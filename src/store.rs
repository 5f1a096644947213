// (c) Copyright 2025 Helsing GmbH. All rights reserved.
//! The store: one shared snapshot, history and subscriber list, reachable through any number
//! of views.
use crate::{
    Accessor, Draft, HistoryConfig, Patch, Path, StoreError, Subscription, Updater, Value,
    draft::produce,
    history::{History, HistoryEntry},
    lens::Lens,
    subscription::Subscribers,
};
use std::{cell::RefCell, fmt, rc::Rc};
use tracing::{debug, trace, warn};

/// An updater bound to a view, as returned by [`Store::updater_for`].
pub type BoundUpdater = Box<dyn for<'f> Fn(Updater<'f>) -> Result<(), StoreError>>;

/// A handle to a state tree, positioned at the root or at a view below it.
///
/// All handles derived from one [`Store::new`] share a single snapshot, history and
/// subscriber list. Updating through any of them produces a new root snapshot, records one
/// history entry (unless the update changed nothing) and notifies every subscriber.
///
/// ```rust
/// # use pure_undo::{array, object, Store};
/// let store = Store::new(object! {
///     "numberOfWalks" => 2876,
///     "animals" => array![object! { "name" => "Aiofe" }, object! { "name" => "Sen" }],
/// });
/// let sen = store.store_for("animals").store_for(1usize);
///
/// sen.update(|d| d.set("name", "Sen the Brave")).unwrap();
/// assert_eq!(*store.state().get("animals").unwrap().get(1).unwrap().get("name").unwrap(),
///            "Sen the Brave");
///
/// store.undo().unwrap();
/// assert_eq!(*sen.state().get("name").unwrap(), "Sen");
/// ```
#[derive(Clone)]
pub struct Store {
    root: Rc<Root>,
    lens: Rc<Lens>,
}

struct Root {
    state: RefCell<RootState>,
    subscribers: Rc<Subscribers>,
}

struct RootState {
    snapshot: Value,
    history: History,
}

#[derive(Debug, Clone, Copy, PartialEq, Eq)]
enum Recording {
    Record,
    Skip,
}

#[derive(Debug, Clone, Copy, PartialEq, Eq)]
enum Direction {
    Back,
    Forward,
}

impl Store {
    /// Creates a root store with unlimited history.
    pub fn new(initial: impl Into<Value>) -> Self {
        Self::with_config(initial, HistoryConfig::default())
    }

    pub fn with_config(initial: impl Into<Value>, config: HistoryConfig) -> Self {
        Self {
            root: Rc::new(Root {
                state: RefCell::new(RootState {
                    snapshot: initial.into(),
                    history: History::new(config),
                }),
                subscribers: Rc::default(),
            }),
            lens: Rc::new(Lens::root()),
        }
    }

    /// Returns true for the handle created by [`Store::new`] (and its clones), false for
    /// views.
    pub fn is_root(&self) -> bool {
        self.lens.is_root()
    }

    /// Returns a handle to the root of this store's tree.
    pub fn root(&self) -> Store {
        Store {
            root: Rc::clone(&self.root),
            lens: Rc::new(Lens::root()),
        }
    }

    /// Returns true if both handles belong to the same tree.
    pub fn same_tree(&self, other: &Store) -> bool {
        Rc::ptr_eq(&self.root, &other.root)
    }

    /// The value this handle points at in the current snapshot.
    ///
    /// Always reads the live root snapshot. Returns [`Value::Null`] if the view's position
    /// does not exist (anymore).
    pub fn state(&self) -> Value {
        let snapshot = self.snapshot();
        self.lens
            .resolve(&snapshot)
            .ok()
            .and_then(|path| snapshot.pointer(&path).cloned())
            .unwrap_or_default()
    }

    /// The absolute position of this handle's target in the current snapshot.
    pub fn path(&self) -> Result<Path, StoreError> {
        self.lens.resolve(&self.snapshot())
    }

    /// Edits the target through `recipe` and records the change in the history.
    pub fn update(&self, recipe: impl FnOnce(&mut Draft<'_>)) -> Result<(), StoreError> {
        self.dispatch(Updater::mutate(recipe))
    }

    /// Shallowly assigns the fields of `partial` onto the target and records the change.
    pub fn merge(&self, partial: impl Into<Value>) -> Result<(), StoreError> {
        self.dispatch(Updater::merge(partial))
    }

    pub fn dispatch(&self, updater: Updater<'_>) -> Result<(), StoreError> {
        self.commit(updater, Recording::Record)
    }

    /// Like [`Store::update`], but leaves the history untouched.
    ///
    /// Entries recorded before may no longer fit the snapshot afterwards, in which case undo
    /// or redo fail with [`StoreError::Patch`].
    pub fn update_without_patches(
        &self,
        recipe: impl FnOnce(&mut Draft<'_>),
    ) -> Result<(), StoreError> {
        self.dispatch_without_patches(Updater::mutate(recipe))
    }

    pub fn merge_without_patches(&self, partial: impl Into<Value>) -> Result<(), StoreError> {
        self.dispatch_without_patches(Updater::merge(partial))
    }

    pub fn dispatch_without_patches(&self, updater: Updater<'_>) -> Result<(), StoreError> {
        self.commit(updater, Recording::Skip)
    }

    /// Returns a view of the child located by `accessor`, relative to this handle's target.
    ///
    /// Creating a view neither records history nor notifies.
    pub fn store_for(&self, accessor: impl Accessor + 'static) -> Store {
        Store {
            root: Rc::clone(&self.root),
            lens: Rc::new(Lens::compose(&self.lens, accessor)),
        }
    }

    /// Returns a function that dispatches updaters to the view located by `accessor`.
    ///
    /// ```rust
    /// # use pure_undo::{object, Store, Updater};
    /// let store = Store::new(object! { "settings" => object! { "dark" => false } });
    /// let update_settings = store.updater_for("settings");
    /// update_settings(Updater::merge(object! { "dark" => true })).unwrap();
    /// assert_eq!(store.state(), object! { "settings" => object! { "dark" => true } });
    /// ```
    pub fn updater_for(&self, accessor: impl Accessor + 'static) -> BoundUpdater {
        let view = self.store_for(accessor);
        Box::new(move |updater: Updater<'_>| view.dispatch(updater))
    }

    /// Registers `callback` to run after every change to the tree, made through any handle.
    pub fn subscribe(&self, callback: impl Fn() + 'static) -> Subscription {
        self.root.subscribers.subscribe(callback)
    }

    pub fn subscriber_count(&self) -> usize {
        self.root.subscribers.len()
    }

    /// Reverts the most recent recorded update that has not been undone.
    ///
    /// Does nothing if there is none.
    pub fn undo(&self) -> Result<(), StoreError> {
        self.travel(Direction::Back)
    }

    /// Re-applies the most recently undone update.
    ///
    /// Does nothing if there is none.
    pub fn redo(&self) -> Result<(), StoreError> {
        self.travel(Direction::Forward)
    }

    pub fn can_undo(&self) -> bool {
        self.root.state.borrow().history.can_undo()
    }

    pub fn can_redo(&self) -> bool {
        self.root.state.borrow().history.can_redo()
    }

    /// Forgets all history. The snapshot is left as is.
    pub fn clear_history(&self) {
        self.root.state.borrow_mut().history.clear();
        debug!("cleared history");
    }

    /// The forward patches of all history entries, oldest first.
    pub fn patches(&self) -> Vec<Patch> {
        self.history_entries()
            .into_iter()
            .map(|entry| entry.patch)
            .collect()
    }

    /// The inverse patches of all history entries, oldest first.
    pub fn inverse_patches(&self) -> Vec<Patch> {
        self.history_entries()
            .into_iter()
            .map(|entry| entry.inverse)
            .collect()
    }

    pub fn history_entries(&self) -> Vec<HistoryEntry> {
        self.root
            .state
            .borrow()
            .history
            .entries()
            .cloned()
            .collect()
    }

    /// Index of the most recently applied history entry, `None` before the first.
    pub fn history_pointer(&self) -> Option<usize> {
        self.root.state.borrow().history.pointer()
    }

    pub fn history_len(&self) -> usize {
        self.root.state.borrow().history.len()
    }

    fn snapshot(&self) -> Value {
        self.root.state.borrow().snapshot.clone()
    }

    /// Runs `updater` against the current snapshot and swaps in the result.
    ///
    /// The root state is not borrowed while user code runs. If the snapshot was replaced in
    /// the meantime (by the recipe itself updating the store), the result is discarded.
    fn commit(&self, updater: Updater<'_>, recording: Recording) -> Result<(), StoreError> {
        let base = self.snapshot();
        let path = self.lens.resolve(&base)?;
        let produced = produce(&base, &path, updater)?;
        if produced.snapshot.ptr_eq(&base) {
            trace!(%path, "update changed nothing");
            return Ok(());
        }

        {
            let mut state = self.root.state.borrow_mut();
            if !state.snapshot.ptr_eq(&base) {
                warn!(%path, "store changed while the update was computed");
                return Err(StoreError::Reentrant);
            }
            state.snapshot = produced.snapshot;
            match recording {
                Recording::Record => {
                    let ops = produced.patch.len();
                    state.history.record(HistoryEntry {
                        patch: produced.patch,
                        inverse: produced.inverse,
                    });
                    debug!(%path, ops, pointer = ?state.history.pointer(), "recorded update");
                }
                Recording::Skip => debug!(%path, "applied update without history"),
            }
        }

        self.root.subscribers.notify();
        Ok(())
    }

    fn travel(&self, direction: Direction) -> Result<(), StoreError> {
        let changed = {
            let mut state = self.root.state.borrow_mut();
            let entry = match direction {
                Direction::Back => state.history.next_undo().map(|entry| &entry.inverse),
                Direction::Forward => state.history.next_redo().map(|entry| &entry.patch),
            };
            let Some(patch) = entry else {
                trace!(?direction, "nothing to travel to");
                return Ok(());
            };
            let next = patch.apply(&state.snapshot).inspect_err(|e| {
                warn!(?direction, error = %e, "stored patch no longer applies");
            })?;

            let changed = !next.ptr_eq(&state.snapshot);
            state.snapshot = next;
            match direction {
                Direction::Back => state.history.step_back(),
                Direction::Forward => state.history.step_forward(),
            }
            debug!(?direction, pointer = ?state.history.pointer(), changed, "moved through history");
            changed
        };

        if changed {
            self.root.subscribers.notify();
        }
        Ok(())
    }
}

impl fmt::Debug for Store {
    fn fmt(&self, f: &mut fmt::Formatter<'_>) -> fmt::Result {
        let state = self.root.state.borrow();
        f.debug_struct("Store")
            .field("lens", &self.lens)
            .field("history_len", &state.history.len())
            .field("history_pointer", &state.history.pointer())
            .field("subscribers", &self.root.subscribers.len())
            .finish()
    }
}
==
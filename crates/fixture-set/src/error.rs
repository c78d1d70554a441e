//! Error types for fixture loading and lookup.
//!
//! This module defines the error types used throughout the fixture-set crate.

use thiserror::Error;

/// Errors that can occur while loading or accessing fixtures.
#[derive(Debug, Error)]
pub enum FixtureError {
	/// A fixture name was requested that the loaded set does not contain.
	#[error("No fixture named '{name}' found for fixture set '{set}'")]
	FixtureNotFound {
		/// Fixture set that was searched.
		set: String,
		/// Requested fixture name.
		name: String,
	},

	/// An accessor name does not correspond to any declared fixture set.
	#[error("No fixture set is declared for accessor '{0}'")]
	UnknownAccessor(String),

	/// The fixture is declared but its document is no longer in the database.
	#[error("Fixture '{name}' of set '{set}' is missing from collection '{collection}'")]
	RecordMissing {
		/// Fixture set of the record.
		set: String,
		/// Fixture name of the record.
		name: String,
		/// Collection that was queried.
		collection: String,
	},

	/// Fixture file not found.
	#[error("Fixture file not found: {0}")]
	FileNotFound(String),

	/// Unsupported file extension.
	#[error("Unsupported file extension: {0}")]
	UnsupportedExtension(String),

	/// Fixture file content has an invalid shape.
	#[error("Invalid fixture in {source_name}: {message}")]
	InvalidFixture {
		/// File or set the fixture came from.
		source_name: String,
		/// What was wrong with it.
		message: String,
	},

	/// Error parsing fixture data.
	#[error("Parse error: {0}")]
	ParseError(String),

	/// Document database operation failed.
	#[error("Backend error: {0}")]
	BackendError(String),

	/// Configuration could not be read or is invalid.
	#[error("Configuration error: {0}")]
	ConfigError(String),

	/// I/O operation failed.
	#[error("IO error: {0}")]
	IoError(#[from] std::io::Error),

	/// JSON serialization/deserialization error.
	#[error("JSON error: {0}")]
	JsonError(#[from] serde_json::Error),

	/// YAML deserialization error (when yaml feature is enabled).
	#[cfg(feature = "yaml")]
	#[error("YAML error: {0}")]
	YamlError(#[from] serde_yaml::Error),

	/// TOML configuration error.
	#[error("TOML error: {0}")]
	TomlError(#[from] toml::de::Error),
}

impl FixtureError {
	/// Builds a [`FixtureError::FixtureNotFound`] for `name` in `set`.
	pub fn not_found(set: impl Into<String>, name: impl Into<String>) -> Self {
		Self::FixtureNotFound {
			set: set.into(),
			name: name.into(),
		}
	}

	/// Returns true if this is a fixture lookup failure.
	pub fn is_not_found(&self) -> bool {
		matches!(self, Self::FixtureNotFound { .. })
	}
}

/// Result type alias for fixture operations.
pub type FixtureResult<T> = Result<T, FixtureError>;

Exercise
Report every line of the preceding listing where the string "Returns" occurs.

Result of the exercise
    /// Returns true for the handle created by [`Store::new`] (and its clones), false for
    /// Returns a handle to the root of this store's tree.
    /// Returns true if both handles belong to the same tree.
    /// Always reads the live root snapshot. Returns [`Value::Null`] if the view's position
    /// Returns a view of the child located by `accessor`, relative to this handle's target.
    /// Returns a function that dispatches updaters to the view located by `accessor`.
	/// Returns true if this is a fixture lookup failure.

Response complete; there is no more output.